BILLET n° 179 – ED KIT ET LE CONCOURS DES MILLE CLUBS DE JEUNES (1/2).
C’était par une grise fin de journée du maussade début de février. Un atelier illuminé en fond de cour, près des Batignolles, invitait à découvrir une exposition d’architecture inédite : les « ED-KIT ».
Les Ed-kit, qu’est-ce ? D’où cela vient ? Et de qui ?
Avant de parler de Ed-kit, il faut évoquer Ed-architectes[1]. Ed-architectes c’est la rencontre et la complicité de six copains de l’atelier Eugène Beaudouin à l’École des Beaux-arts, Daniel-Lucien Bertrand, Patrick Demanche, Philippe Dornier Alain-Brutus Peskine, Jean-Pierre Roullé, Yves-Michel Tixier. C’était avant 1968, et la désagrégation de cette école atypique, qui fut au 19ème siècle le temple de l’enseignement académique de l’architecture dans le monde, mais secouée périodiquement et remise en cause par des ingénieurs et architectes rationalistes. C’est ainsi que, pour contrer cet enseignement considéré comme suranné, le centralien Émile Trélat et Eugène Viollet-le-Duc fondent en 1874 l’École spéciale d’architecture du boulevard Raspail. Presque un siècle plus tard, c’est la mort de l’enseignement de l’architecture aux Beaux-arts avec l’éparpillement de ses restes dans des Unités pédagogiques d’architecture créée après le séisme de 1968. Ce qui mettait Paul Herbé, qu’on ne peut taxer de rétrograde, trépignant devant les étudiants en 1968 et leur disant : « Bande de cons, vous allez détruire la seule école dans laquelle on n’apprenait rien »[2].

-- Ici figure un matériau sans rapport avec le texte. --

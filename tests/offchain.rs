//! Off-ledger attestation, publication and revocation

use alloy_primitives::Address;
use serde_json::json;
use std::sync::Arc;
use std::time::Duration;
use wiremock::matchers::{method, path};
use wiremock::{Mock, MockServer, ResponseTemplate};

use notary::codec::{decode, Claim};
use notary::config::{ProfileSet, ProfileSpec};
use notary::ledger::InMemoryLedger;
use notary::publish::{decode_locator, OffchainPublisher, STORE_PATH};
use notary::services::{AttestationService, ServiceConfig};
use notary::signing::{DelegationTarget, OffchainVersion, Wallet};
use notary::types::to_hex;

const SPEC: &str = "bytes16 MeetingId,uint8 MeetingType,uint32 StartTime,uint32 EndTime";

fn claim() -> Claim {
    Claim {
        recipient: "0x00000000000000000000000000000000000000a1".into(),
        meeting_id: "standup-42".into(),
        meeting_type: 2,
        start_time: 1_700_000_000,
        end_time: 1_700_003_600,
    }
}

async fn service(index: &str, version: OffchainVersion) -> (Arc<InMemoryLedger>, AttestationService) {
    let eas = Address::repeat_byte(0x21);
    let ledger = Arc::new(InMemoryLedger::new(11155420, eas, Address::repeat_byte(0x20), "1.3.0"));
    let profiles = ProfileSet::resolve(vec![ProfileSpec {
        name: "default".into(),
        schema: SPEC.into(),
        resolver: Address::ZERO,
        revocable: false,
        delegation: DelegationTarget::Eas,
        expected_uid: None,
    }])
    .unwrap();

    let svc = AttestationService::new(
        ledger.clone(),
        OffchainPublisher::new(index, Duration::from_secs(2)).unwrap(),
        Wallet::random(),
        Wallet::random(),
        profiles,
        ServiceConfig {
            eas,
            schema_registry: Address::repeat_byte(0x20),
            offchain_version: version,
            ..ServiceConfig::default()
        },
        "1.3.0",
    )
    .await
    .unwrap();
    (ledger, svc)
}

#[tokio::test]
async fn test_offchain_attestation_is_published() {
    let index = MockServer::start().await;
    Mock::given(method("POST"))
        .and(path(STORE_PATH))
        .respond_with(ResponseTemplate::new(200).set_body_json(json!({ "offchainAttestationId": "1" })))
        .expect(1)
        .mount(&index)
        .await;

    let (_, svc) = service(&index.uri(), OffchainVersion::V2).await;
    let profile = svc.profile(None).unwrap().clone();
    let outcome = svc.attest_offchain(&profile, &claim()).await.unwrap();

    assert!(outcome.upload_succeeded);
    assert!(outcome.locator_url.starts_with(&index.uri()));

    let signed = &outcome.signed_attestation;
    assert!(signed.verify(&svc.attester()));
    assert_eq!(signed.message.schema, profile.uid);
    assert_eq!(signed.domain.chain_id, 11155420);

    let fields = decode(&profile.schema, &signed.message.data).unwrap();
    assert_eq!(fields.meeting_type, 2);
    assert_eq!(fields.start_time, 1_700_000_000);
    assert_eq!(fields.end_time, 1_700_003_600);

    let compact = decode_locator(&outcome.locator_url).unwrap();
    assert_eq!(compact[7], to_hex(signed.uid));
    assert_eq!(compact.as_array().unwrap().len(), 18);
}

#[tokio::test]
async fn test_upload_failure_does_not_undo_signature() {
    let index = MockServer::start().await;
    Mock::given(method("POST"))
        .and(path(STORE_PATH))
        .respond_with(ResponseTemplate::new(500))
        .mount(&index)
        .await;

    let (_, svc) = service(&index.uri(), OffchainVersion::V1).await;
    let profile = svc.profile(None).unwrap().clone();
    let outcome = svc.attest_offchain(&profile, &claim()).await.unwrap();

    assert!(!outcome.upload_succeeded);
    assert!(outcome.signed_attestation.verify(&svc.attester()));
    assert!(outcome.signed_attestation.message.salt.is_none());
    assert_eq!(decode_locator(&outcome.locator_url).unwrap().as_array().unwrap().len(), 17);
}

#[tokio::test]
async fn test_offchain_revocation_is_recorded_once() {
    let (ledger, svc) = service("http://127.0.0.1:9", OffchainVersion::V2).await;
    let profile = svc.profile(None).unwrap().clone();
    let outcome = svc.attest_offchain(&profile, &claim()).await.unwrap();
    let digest = outcome.signed_attestation.uid;

    svc.revoke_offchain(digest).await.unwrap();
    assert!(ledger.offchain_revocation(svc.attester(), digest).await.is_some());

    let err = svc.revoke_offchain(digest).await.unwrap_err();
    assert_eq!(err.kind(), "already_revoked");
}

Les co-ED ont prolongé en agence l’esprit des ateliers des Beaux-arts. L’École des Beaux-arts c’était l’art en fête avec le tonitruant bal des Quat’z’arts qui s’éteint en 1966. Il en est forcément resté quelque chose aux gars d’Ed… Ed-toi, le ciel t’aidera… ou aide-toi, Ed t’aidera… un travail d’équipe, des copains complètement soudés, où l’individualité, certes importante pour l’originalité, et dissoute dans le groupe pour mieux faire émerger une œuvre complète, finie, mais en même temps qui se dissout et prévoit sa propre ruine. Pas de prétention, on rigole et on est lucide… pas des fanfarons. Alain Peskine écrit, dans un article intitulé « Le mariage de l’Ordre et du Chaos » dans « Architecture Intérieure – Créé » de septembre 1981: « L’imagination d’un seul ne remplacera jamais le choc des imaginations de plusieurs ».
C’est un groupe dans lequel chacun travaille à son sujet, sous le regard des autres qui viennent y apporter leurs critiques, on se charrie et on rit. L’humour va balayer les égo mal placés, si tant est qu’il y en eut. L’humour va faire éclater le sérieux déplacé. L’humour va permettre de reculer les limites arbitraires… « Il est interdit d’interdire ». Ce sont des Petro-Dacois, des disciples de Pierre Dac. L’humour c’est garant de la solidité du groupe , un liant en toute circonstance, atténuant les conflits. Comme on n’est jamais mieux servi que par soi-même les co-Ed fondent au milieu des années 1980 une société immobilière, Elmer Dwight Edouard. Facétie des co-Ed, le nom est celui d’un obscur architecte qu’ils tirent de l’ombre, fabriquant une légende sur ce personnage qui reste à écrire. Son buste martial devient leur totem et leur marque de fabrique, trônant dorénavant avec humour sur chacune de leurs réalisations.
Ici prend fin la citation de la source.